- **WHAT IS BEING ASKED**:
In the records below, begin at the line containing "config.server.port = port;" and end at the line containing "Build socket address"; quote every line in that span exactly, including both boundary lines, and no others.

- **THE INPUT**:
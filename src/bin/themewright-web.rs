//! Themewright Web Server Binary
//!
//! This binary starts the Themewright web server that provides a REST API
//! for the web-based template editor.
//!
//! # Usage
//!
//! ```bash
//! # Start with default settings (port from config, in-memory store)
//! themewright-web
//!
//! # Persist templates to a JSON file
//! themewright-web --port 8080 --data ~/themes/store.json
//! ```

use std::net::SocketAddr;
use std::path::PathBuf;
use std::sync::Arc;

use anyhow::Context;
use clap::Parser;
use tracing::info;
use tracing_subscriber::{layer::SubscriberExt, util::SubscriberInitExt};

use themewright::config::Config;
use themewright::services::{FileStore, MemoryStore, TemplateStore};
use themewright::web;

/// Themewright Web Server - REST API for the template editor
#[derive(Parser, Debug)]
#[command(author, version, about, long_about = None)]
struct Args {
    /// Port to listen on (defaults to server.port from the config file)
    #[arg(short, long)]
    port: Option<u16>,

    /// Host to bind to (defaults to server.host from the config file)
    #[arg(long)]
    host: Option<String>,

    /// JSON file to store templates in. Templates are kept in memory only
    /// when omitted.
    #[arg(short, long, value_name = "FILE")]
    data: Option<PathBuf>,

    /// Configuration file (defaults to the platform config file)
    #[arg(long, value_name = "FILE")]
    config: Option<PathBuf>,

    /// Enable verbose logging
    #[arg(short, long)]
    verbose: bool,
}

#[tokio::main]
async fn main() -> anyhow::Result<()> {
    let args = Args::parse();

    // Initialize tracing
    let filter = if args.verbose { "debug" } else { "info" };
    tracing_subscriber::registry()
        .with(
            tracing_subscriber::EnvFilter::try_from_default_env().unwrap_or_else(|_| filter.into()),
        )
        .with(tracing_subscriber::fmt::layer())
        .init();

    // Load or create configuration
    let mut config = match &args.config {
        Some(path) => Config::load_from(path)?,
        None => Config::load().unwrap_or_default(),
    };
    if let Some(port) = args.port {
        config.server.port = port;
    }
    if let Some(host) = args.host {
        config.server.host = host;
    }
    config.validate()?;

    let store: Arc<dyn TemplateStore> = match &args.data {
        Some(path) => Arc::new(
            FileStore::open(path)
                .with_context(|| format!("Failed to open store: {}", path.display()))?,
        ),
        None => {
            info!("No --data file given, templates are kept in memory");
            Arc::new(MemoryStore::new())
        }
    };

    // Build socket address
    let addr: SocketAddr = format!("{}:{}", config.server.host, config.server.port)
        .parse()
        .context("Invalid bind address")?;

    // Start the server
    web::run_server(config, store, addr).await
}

- **FINISHED TASK**:
        config.server.port = port;
    }
    if let Some(host) = args.host {
        config.server.host = host;
    }
    config.validate()?;

    let store: Arc<dyn TemplateStore> = match &args.data {
        Some(path) => Arc::new(
            FileStore::open(path)
                .with_context(|| format!("Failed to open store: {}", path.display()))?,
        ),
        None => {
            info!("No --data file given, templates are kept in memory");
            Arc::new(MemoryStore::new())
        }
    };

    // Build socket address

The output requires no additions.